Since there is no file copy function in C, we have to implement file copying ourselves, but I don't like reinventing the wheel even for trivial stuff like that, so I'd like to ask the cloud:

  1. What code would you recommend for file copying using fopen()/fread()/fwrite()?
    • What code would you recommend for file copying using open()/read()/write()?

This code should be portable (windows/mac/linux/bsd/qnx/younameit), stable, time tested, fast, memory efficient and etc. Getting into specific system's internals to squeeze some more performance is welcomed (like getting filesystem cluster size).

This seems like a trivial question but, for example, source code for CP command isn't 10 lines of C code.

Upvotes: 9

Views: 13659

Answers (7)

Alexei A Smekalkine
Alexei A Smekalkine

Reputation: 26

The accepted answer written by Steve Jessop does not answer to the first part of the quession, Jonathan Leffler do it, but do it wrong: code should be written as

while ((n = fread(buffer, 1, sizeof(buffer), f1)) > 0)
    if (fwrite(buffer, n, 1, f2) != 1)
        /* we got write error here */

/* test ferror(f1) for a read errors */

Explanation:

  1. sizeof(char) = 1 by definition, always: it does not matter how many bits in it, 8 (in most cases), 9, 11 or 32 (on some DSP, for example) — size of char is one.

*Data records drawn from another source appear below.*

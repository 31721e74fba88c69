use serde::{Deserialize, Serialize};

use crate::domain::types::{AccountId, AccountName};

/// Field holding the link to the record page in a rendered row.
pub const RECORD_URL_FIELD: &str = "recordUrl";

#[derive(Clone, Debug, Serialize, Deserialize, PartialEq, Eq)]
pub struct Account {
    pub id: AccountId,
    pub name: AccountName,
    pub phone: Option<String>,
    /// Picklist value of the account type (e.g. `Customer - Direct`).
    #[serde(rename = "type")]
    pub account_type: Option<String>,
    pub industry: Option<String>,
}

impl Account {
    #[must_use]
    pub fn new(
        id: AccountId,
        name: AccountName,
        phone: Option<String>,
        account_type: Option<String>,
        industry: Option<String>,
    ) -> Self {
        Self {
            id,
            name,
            phone: phone
                .map(|s| s.trim().to_string())
                .filter(|s| !s.is_empty()),
            account_type: account_type.filter(|s| !s.is_empty()),
            industry: industry.filter(|s| !s.is_empty()),
        }
    }

    /// Relative link to the record detail page.
    pub fn record_url(&self) -> String {
        format!("/{}", self.id)
    }
}

/// An account as shown in the table, with its display link resolved.
#[derive(Clone, Debug, Serialize, PartialEq, Eq)]
pub struct AccountRow {
    #[serde(flatten)]
    pub account: Account,
    #[serde(rename = "recordUrl")]
    pub record_url: String,
}

impl From<Account> for AccountRow {
    fn from(account: Account) -> Self {
        let record_url = account.record_url();
        Self {
            account,
            record_url,
        }
    }
}

/// One page of accounts together with the total number of matches.
#[derive(Clone, Debug, Default, Serialize, Deserialize, PartialEq, Eq)]
pub struct AccountPage {
    pub records: Vec<Account>,
    pub total_records: usize,
}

Note, it is not an error here, but an extra code.
  2. The fwrite function writes upto nmemb (second argument) elements of specified size (third argument), it does not required to write exactly nmemb elements. To fix this you must write the rest of the data readed or just write one element of size n — let fwrite do all his work. (This item is in question, should fwrite write all data or not, but in my version short writes impossible until error occurs.)
  3. You should test for a read errors too: just test ferror(f1) at the end of loop.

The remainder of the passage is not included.